Otro modelo interesante para comprender lo que ocurre en Paraguay es el de orden clandestino —clusters of order, que analiza el caso argentino—, desde el cual se construye un poder político que prospera gracias a una “constante compra y venta de protección que funciona como un escudo que aísla el poder estatal, lo captura y lo comercializa para que prosperen negocios ilícitos” (el brazo mafioso del Estado).
Un concepto asiduamente utilizado es el de gobernanza criminal, un poder criminal que surge a la sombra del Estado, no para desafiarlo sino para generar interacción entre grupos criminales, sociedad y el poder público.
Finalmente y sin agotar todas las posibilidades de caracterización de la realidad paraguaya, reviste interés el concepto de crimilegalidad. Esta aproximación refiere la difusa línea que separa a los negocios legales de los ilegales y enfatiza que el crimen, en su forma organizada, “ha pasado de operar en los márgenes del orden político para convertirse en una parte integral del mismo”
Todas estas miradas tienen varias cosas en común, mutatis mutandis: una es el papel activo del Estado y de sus agentes, que descartan las miradas de “Estado débil” o “ausente” y ponen en entredicho la separación entre Estado y grupos criminales. Otra, coinciden en la necesidad de dejar de considerar a los grupos criminales como una “criatura” o “entidad” que opera en la búsqueda de la maximización del lucro y que es esencialmente exógena al orden político. Esa mirada ingenua que cree en “la guerra contra las drogas” y que clama por mayores presupuestos para “combatir al narcotráfico”.

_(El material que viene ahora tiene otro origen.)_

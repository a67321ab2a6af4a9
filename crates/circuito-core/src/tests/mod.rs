mod info;
mod track;

pub(crate) const SAMPLE_DOC: &str = r#"<?xml version="1.0" encoding="UTF-8"?>
<circuito xmlns="http://www.uniovi.es/circuito">
  <nombre> Circuito de Prueba </nombre>
  <geografia>
    <origen>
      <longitud>-6.0343</longitud>
      <latitud>36.7081</latitud>
      <altitud>100</altitud>
    </origen>
  </geografia>
  <tramos>
    <tramo>
      <distancia unidades="m">500</distancia>
      <sector>1</sector>
      <puntoFinal>
        <longitud>-6.0330</longitud>
        <latitud>36.7090</latitud>
        <altitud> 150 </altitud>
      </puntoFinal>
    </tramo>
    <tramo>
      <distancia unidades="m">500</distancia>
      <sector>2</sector>
      <puntoFinal>
        <longitud>-6.0320</longitud>
        <latitud>36.7100</latitud>
        <altitud>90</altitud>
      </puntoFinal>
    </tramo>
  </tramos>
</circuito>
"#;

Las razones para desacreditar la etiqueta de narcoestado son varias. En primer lugar, no existe una precisión en el ámbito académico acerca del nivel, cantidad, porcentaje de involucramiento del Estado con el narcotráfico para convertirlo en narcoestado. Tampoco los que propugnan la existencia de narcoestados aclaran desde qué porcentaje de tierra sembrada, o de exportaciones o del PIB, el país de que se trate se convierte en uno.

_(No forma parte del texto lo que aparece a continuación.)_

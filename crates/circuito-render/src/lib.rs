#![forbid(unsafe_code)]

//! Headless writers for extracted circuit records: altimetry SVG, information page (HTML) and
//! geographic export (KML).

pub mod altimetry;
pub mod config;
pub mod drawing;
pub mod geom;
pub mod html;
pub mod kml;
pub mod normalize;
pub mod svg;

pub use altimetry::{render_altimetry, render_altimetry_svg};
pub use config::RenderConfig;
pub use drawing::{Drawing, DrawingPrimitive, Rotation, StyleClass, TextAnchor, TextOptions};
pub use html::{HtmlOptions, render_circuit_html};
pub use kml::{KmlOptions, render_circuit_kml};
pub use normalize::{RenderBounds, normalize};

#[derive(Debug, thiserror::Error)]
pub enum Error {
    #[error("invalid render configuration: {message}")]
    InvalidConfig { message: String },
    /// The writer accepts any [`circuito_core::CircuitTrack`], including hand-built ones.
    /// Extracted tracks never reach this: `extract_track` already fails with
    /// `MissingCoordinates`.
    #[error("track has no coordinates to export")]
    EmptyTrack,
}

pub type Result<T> = std::result::Result<T, Error>;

Por otro lado, el concepto de narcoestado es vago; es político antes que técnico. La intensa actividad o presencia de grupos criminales en ciertos territorios o el innegable involucramiento de políticos, fuerzas de seguridad o fracciones de su burocracia llaman a engaño, ya que no significan una derrota del Estado frente a un enemigo sino otros fenómenos que deben ser analizados y explicados.

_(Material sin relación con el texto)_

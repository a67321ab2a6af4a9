//! Cumulative distance / altitude samples of a circuit.

use crate::resolver::{self, Resolver};
use crate::{Error, Result};
use roxmltree::Node;
use serde::Serialize;

/// Name used when the document does not carry a `nombre` element.
pub const FALLBACK_CIRCUIT_NAME: &str = "Circuito";

#[derive(Debug, Clone, Copy, PartialEq, Serialize)]
pub struct CircuitSample {
    /// Cumulative distance from the origin, in metres.
    pub distance: f64,
    /// Altitude in metres.
    pub altitude: f64,
}

impl CircuitSample {
    pub fn new(distance: f64, altitude: f64) -> Self {
        Self { distance, altitude }
    }
}

/// Named, non-empty, ordered series of samples.
#[derive(Debug, Clone, PartialEq, Serialize)]
pub struct ExtractionResult {
    name: String,
    samples: Vec<CircuitSample>,
}

impl ExtractionResult {
    /// Fails with [`Error::MissingAltimetryData`] when `samples` is empty.
    pub fn new(name: impl Into<String>, samples: Vec<CircuitSample>) -> Result<Self> {
        if samples.is_empty() {
            return Err(Error::MissingAltimetryData);
        }
        Ok(Self {
            name: name.into(),
            samples,
        })
    }

    pub fn name(&self) -> &str {
        &self.name
    }

    pub fn samples(&self) -> &[CircuitSample] {
        &self.samples
    }

    /// Index of the highest sample; the first one wins on ties.
    pub fn max_altitude_index(&self) -> usize {
        first_extreme_index(&self.samples, |candidate, best| candidate > best)
    }

    /// Index of the lowest sample; the first one wins on ties.
    pub fn min_altitude_index(&self) -> usize {
        first_extreme_index(&self.samples, |candidate, best| candidate < best)
    }

    pub fn max_altitude(&self) -> f64 {
        self.samples[self.max_altitude_index()].altitude
    }

    pub fn min_altitude(&self) -> f64 {
        self.samples[self.min_altitude_index()].altitude
    }

    /// Largest cumulative distance, i.e. the course length covered by the samples.
    pub fn total_distance(&self) -> f64 {
        self.samples
            .iter()
            .map(|s| s.distance)
            .fold(f64::NEG_INFINITY, f64::max)
    }

    /// Difference between the highest and lowest sampled altitudes.
    pub fn elevation_gain(&self) -> f64 {
        self.max_altitude() - self.min_altitude()
    }
}

fn first_extreme_index(samples: &[CircuitSample], better: impl Fn(f64, f64) -> bool) -> usize {
    let mut best = 0usize;
    for (idx, s) in samples.iter().enumerate().skip(1) {
        if better(s.altitude, samples[best].altitude) {
            best = idx;
        }
    }
    best
}

/// Length of one `tramo` in metres. Negative lengths would make the running distance decrease,
/// so they are rejected like any other malformed number.
pub(crate) fn segment_length(node: Node<'_, '_>) -> Result<f64> {
    let length = resolver::number(node)?;
    if length < 0.0 {
        return Err(Error::MalformedNumericValue {
            field: node.tag_name().name().to_string(),
            value: resolver::text(node).unwrap_or_default().to_string(),
        });
    }
    Ok(length)
}

/// Walks the origin and the segments of a circuit document and accumulates distance.
///
/// Segments are visited in document order. A segment without `distancia` adds nothing to the
/// running distance; a segment whose `puntoFinal` has no `altitud` produces no sample but still
/// contributes its length.
pub fn extract_altimetry(resolver: &Resolver<'_, '_>) -> Result<ExtractionResult> {
    let name = resolver
        .find_text("nombre")
        .unwrap_or(FALLBACK_CIRCUIT_NAME)
        .to_string();

    let mut samples = Vec::new();
    let mut cumulative = 0.0_f64;

    if let Some(origin) = resolver.find("geografia.origen") {
        if let Some(alt) = resolver.child(origin, "altitud") {
            samples.push(CircuitSample::new(cumulative, resolver::number(alt)?));
        }
    }

    let segments = resolver.find_all("tramos.tramo");
    tracing::debug!(segments = segments.len(), circuit = %name, "extracting altimetry");

    for segment in segments {
        if let Some(length) = resolver.find_in(segment, "distancia") {
            cumulative += segment_length(length)?;
        }
        let Some(end) = resolver.find_in(segment, "puntoFinal") else {
            continue;
        };
        if let Some(alt) = resolver.child(end, "altitud") {
            let altitude = resolver::number(alt)?;
            tracing::trace!(distance = cumulative, altitude, "sample");
            samples.push(CircuitSample::new(cumulative, altitude));
        }
    }

    ExtractionResult::new(name, samples)
}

Por lo tanto, desde una mirada amplia es posible afirmar que, en primer lugar, el concepto de narcoestado plantea serios problemas y, en segundo término, por múltiples razones, no resulta idóneo para caracterizar la realidad paraguaya, existiendo otros modelos teóricos que pueden hacerlo de manera más precisa.
*Investigador. Ex director del Observatorio de Convivencia y Seguridad Ciudadana del Ministerio del Interior.